Indigenous Indifference

A few weeks ago I saw an inebriated Aboriginal woman fall down in a Kings Cross street. A car narrowly missed running over her. While the driver jumped out of his car and rushed to her aid, a crowd of drinkers at the nearby Bourbon hotel laughed at the woman’s plight and several shouted out, “Get a look at that drunken Abo”. What fascinated me was that the men and women jeering and laughing at her did so without apology as if they knew no one would criticise them. You forget that such casual racism is still a part of our national character.

Yesterdays SMH has a powerful and, for me, moving article on the racism and, more importantly, the indifference that the Aboriginal people of this country have to contend with.

The article is written by the playwright Louis Nowra – who was involved in the SBS production First Australian, who relates stories from his relationship with an indigenous woman, Justine Saunders, his friendship with an indigenous drag-queen who told everyone that he was Indonesian because he did not hated being called “a boong”.

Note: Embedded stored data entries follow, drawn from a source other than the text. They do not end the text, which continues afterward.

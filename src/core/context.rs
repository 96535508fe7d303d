//! Context values attached to records
//!
//! This module provides:
//! - `FieldValue`: an opaque scalar carried in record data and context
//! - `Context`: a logger-scoped, shareable key-value map

use parking_lot::RwLock;
use serde::{Deserialize, Serialize, Serializer};
use std::collections::HashMap;
use std::fmt;
use std::sync::Arc;

/// Value type for record data and context fields
#[derive(Debug, Clone, PartialEq, Serialize, Deserialize)]
#[serde(untagged)]
pub enum FieldValue {
    String(String),
    Int(i64),
    Float(f64),
    Bool(bool),
    Null,
}

impl fmt::Display for FieldValue {
    fn fmt(&self, f: &mut fmt::Formatter<'_>) -> fmt::Result {
        match self {
            FieldValue::String(s) => write!(f, "{}", s),
            FieldValue::Int(i) => write!(f, "{}", i),
            FieldValue::Float(fl) => write!(f, "{}", fl),
            FieldValue::Bool(b) => write!(f, "{}", b),
            FieldValue::Null => write!(f, "null"),
        }
    }
}

impl From<String> for FieldValue {
    fn from(s: String) -> Self {
        FieldValue::String(s)
    }
}

impl From<&str> for FieldValue {
    fn from(s: &str) -> Self {
        FieldValue::String(s.to_string())
    }
}

impl From<i64> for FieldValue {
    fn from(i: i64) -> Self {
        FieldValue::Int(i)
    }
}

impl From<i32> for FieldValue {
    fn from(i: i32) -> Self {
        FieldValue::Int(i as i64)
    }
}

impl From<u32> for FieldValue {
    fn from(i: u32) -> Self {
        FieldValue::Int(i as i64)
    }
}

impl From<f64> for FieldValue {
    fn from(f: f64) -> Self {
        FieldValue::Float(f)
    }
}

impl From<bool> for FieldValue {
    fn from(b: bool) -> Self {
        FieldValue::Bool(b)
    }
}

impl<T: Into<FieldValue>> From<Option<T>> for FieldValue {
    fn from(value: Option<T>) -> Self {
        value.map_or(FieldValue::Null, Into::into)
    }
}

/// Logger-scoped context map
///
/// `Context` is a handle: cloning it yields another handle to the *same*
/// map, so writes through one clone are visible through all of them. Records
/// capture the handle, not a copy of the fields. Use [`Context::detached`] to
/// get an independent map with the same contents.
///
/// # Example
///
/// ```
/// use namedlog::Context;
///
/// let ctx = Context::new();
/// let alias = ctx.clone();
/// alias.set("env", "prod");
///
/// assert_eq!(ctx.len(), 1);
/// assert!(ctx.shares_with(&alias));
/// ```
#[derive(Clone, Default)]
pub struct Context {
    fields: Arc<RwLock<HashMap<String, FieldValue>>>,
}

impl Context {
    pub fn new() -> Self {
        Self::default()
    }

    /// Set a field, overwriting any previous value for the key
    pub fn set<K, V>(&self, key: K, value: V)
    where
        K: Into<String>,
        V: Into<FieldValue>,
    {
        self.fields.write().insert(key.into(), value.into());
    }

    pub fn get(&self, key: &str) -> Option<FieldValue> {
        self.fields.read().get(key).cloned()
    }

    pub fn remove(&self, key: &str) -> Option<FieldValue> {
        self.fields.write().remove(key)
    }

    pub fn clear(&self) {
        self.fields.write().clear();
    }

    pub fn is_empty(&self) -> bool {
        self.fields.read().is_empty()
    }

    pub fn len(&self) -> usize {
        self.fields.read().len()
    }

    /// Get a clone of all fields
    pub fn snapshot(&self) -> HashMap<String, FieldValue> {
        self.fields.read().clone()
    }

    /// Independent map holding a copy of the current fields
    pub fn detached(&self) -> Self {
        Self::from(self.snapshot())
    }

    /// True when both handles point at the same underlying map
    pub fn shares_with(&self, other: &Context) -> bool {
        Arc::ptr_eq(&self.fields, &other.fields)
    }

    /// Format fields as `key=value` pairs sorted by key
    pub fn format_fields(&self) -> String {
        let fields = self.fields.read();
        let mut keys: Vec<&String> = fields.keys().collect();
        keys.sort();
        keys.into_iter()
            .map(|k| format!("{}={}", k, fields[k]))
            .collect::<Vec<_>>()
            .join(" ")
    }
}

impl From<HashMap<String, FieldValue>> for Context {
    fn from(fields: HashMap<String, FieldValue>) -> Self {
        Self {
            fields: Arc::new(RwLock::new(fields)),
        }
    }
}

impl fmt::Debug for Context {
    fn fmt(&self, f: &mut fmt::Formatter<'_>) -> fmt::Result {
        f.debug_map().entries(self.fields.read().iter()).finish()
    }
}

impl fmt::Display for Context {
    fn fmt(&self, f: &mut fmt::Formatter<'_>) -> fmt::Result {
        write!(f, "{}", self.format_fields())
    }
}

impl Serialize for Context {
    fn serialize<S: Serializer>(&self, serializer: S) -> Result<S::Ok, S::Error> {
        self.fields.read().serialize(serializer)
    }
}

He says that the history of the indigenous people since the arrival of the white man is one of:

…great men and women, evil doers and flawed men, bloodshed, corruption, ideals and government deceit, racial conflict, broken treaties, love and hate, ideological warfare, bad science, companionship and the survival of a people who were thought to be dying out…

The most painful comment in the article comes from a friend of Louis, who say in reply to his lament on the viewing figures for First Australian (300,000 versus around 2 million for the family drama Packed to the Rafters) as to why she didn’t watch it:

“I don’t have any excuse,” she said. “Actually, to be honest, I am totally indifferent to the whole subject of Aborigines”.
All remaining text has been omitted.